[What this task involves]: Among the following entries, how many lines hold the string "global"? State only the number.

Segment Open

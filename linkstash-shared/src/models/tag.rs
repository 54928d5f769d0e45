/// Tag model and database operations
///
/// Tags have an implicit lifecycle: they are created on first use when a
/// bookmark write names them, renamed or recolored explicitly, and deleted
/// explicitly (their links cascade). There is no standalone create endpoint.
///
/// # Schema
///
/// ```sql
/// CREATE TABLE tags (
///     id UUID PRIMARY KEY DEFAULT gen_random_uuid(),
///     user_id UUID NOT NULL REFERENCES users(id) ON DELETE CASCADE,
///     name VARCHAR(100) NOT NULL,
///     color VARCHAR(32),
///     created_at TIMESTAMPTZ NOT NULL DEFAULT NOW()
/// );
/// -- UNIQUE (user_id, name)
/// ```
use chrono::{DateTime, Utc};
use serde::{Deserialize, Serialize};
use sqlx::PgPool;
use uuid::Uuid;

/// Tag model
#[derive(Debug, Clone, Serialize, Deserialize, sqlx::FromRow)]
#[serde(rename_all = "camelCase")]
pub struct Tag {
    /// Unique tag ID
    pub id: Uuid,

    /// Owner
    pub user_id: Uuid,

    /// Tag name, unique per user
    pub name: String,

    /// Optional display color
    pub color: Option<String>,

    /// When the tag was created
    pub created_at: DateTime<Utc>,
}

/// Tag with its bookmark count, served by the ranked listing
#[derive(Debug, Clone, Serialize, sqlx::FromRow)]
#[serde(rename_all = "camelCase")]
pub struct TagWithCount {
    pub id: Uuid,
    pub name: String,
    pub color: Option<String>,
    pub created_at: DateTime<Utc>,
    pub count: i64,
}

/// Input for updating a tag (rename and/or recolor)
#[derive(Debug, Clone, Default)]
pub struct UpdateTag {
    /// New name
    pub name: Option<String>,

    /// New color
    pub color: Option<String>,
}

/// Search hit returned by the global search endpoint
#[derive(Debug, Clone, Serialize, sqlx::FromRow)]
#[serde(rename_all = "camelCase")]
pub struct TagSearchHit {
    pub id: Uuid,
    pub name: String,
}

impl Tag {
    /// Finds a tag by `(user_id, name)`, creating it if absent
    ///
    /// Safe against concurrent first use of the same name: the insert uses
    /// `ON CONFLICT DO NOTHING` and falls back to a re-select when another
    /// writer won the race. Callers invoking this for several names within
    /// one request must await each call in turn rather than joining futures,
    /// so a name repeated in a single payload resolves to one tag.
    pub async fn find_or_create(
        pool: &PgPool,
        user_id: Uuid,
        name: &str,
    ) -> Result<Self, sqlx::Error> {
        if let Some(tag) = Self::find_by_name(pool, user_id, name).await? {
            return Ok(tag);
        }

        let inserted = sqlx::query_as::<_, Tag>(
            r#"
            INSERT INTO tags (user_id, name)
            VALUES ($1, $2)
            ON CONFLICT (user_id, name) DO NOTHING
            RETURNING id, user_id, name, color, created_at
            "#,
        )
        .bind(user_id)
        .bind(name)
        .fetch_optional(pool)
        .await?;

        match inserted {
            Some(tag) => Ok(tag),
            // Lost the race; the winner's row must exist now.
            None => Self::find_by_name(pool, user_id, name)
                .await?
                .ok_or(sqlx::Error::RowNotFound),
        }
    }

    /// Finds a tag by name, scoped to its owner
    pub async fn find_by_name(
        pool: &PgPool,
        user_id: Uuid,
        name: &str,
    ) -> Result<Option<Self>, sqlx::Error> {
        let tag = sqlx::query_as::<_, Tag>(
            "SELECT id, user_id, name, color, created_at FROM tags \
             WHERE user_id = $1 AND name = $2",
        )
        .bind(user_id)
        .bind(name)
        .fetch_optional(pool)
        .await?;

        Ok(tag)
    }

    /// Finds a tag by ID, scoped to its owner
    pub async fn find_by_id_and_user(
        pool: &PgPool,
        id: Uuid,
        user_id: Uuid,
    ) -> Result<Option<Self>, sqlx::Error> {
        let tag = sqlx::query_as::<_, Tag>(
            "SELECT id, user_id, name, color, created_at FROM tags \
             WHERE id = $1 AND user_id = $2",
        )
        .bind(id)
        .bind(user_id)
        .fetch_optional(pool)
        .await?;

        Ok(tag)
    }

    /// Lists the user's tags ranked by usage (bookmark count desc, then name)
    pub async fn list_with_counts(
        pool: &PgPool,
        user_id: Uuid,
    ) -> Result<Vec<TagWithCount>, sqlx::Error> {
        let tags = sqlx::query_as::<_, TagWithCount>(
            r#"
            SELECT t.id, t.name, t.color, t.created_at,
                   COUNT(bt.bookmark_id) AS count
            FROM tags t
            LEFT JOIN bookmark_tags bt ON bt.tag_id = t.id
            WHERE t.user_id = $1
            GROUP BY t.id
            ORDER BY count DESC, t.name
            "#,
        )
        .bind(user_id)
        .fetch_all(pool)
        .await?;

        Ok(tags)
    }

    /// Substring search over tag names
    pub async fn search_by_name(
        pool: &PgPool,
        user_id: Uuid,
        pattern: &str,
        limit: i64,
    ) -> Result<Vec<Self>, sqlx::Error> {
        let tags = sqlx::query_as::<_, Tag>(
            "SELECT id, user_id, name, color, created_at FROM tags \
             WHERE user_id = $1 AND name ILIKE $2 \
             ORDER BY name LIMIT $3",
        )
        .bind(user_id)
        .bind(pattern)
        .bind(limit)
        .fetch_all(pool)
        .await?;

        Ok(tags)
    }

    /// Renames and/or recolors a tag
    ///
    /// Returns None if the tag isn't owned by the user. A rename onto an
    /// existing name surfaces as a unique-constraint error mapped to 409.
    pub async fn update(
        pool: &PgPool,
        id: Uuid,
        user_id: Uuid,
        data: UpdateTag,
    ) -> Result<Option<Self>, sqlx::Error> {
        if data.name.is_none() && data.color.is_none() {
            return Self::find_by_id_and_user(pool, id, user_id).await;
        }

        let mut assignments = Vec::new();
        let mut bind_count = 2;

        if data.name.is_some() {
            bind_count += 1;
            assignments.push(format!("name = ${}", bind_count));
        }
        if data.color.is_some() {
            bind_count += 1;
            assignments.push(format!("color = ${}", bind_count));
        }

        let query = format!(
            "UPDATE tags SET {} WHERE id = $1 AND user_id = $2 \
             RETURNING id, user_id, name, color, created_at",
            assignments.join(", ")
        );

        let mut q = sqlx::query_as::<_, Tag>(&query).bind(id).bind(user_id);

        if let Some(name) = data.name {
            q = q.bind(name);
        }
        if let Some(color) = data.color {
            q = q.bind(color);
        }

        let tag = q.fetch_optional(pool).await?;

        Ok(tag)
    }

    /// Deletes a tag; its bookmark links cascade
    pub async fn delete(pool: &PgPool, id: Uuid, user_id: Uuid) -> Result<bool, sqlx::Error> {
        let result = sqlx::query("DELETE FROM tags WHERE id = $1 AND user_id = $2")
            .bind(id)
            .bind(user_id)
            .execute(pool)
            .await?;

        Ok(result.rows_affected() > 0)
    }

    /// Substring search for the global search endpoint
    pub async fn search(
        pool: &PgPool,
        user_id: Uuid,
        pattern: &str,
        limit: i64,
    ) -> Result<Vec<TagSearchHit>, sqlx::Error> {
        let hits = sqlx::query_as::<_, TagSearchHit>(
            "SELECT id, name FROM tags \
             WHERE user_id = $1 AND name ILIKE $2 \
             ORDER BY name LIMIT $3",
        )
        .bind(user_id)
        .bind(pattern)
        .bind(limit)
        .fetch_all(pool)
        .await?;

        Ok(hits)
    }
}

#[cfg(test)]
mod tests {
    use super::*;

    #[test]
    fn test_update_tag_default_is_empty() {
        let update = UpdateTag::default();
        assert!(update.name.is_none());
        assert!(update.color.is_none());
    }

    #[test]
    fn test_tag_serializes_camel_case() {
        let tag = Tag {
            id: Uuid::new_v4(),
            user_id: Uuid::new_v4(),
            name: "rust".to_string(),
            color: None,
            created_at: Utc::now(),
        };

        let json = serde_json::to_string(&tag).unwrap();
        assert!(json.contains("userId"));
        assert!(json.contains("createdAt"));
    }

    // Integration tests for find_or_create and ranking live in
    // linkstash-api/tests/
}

Segment Closed

[Reply to the task]: 2